● **AVAILABLE RECORDS**:
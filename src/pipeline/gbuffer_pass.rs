//! Geometry pass
//!
//! Renders the scene into the G-buffer:
//! - Depth (1)
//! - Albedo (2)
//! - Normal (3)
//!
//! The G-buffer is cleared every iteration; the presentable and post-input
//! attachments are carried through untouched.

use crate::backend::types::LoadStoreInfo;
use crate::error::MultipassResult;
use crate::render_graph::pass::*;
use crate::render_graph::GBUFFER_ATTACHMENTS;

pub const GEOMETRY_VERTEX_SHADER: &str = "deferred/geometry.vert";
pub const GEOMETRY_FRAGMENT_SHADER: &str = "deferred/geometry.frag";

/// Build the geometry pass definition
pub fn geometry_pass() -> MultipassResult<PassDefinition> {
    let subpass = SubpassSpec::new(
        "gbuffer",
        ShaderStages::new(GEOMETRY_VERTEX_SHADER, GEOMETRY_FRAGMENT_SHADER),
    )
    .with_outputs(&GBUFFER_ATTACHMENTS);

    let load_store = [
        LoadStoreInfo::load_store(),
        LoadStoreInfo::clear_store(),
        LoadStoreInfo::clear_store(),
        LoadStoreInfo::clear_store(),
        LoadStoreInfo::load_store(),
    ];

    PassDefinition::new(PassRole::Geometry, vec![subpass], load_store, super::gbuffer_clear_values())
}

#[cfg(test)]
mod tests {
    use super::*;
    use crate::backend::types::LoadOp;

    #[test]
    fn test_geometry_writes_gbuffer_only() {
        let pass = geometry_pass().unwrap();
        let subpass = &pass.subpasses()[0];
        assert_eq!(subpass.outputs(), &[1, 2, 3]);
        assert!(subpass.inputs().is_empty());
        assert!(pass.external_inputs().is_empty());
    }

    #[test]
    fn test_geometry_clears_gbuffer() {
        let pass = geometry_pass().unwrap();
        for index in GBUFFER_ATTACHMENTS {
            assert_eq!(pass.load_store(index).load_op, LoadOp::Clear);
        }
        assert_eq!(pass.load_store(0).load_op, LoadOp::Load);
        assert_eq!(pass.load_store(4).load_op, LoadOp::Load);
    }
}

● **PROMPT**:
Take every line above carrying "const" and return it.

● **RESPONSE BELOW**:
pub const GEOMETRY_VERTEX_SHADER: &str = "deferred/geometry.vert";
pub const GEOMETRY_FRAGMENT_SHADER: &str = "deferred/geometry.frag";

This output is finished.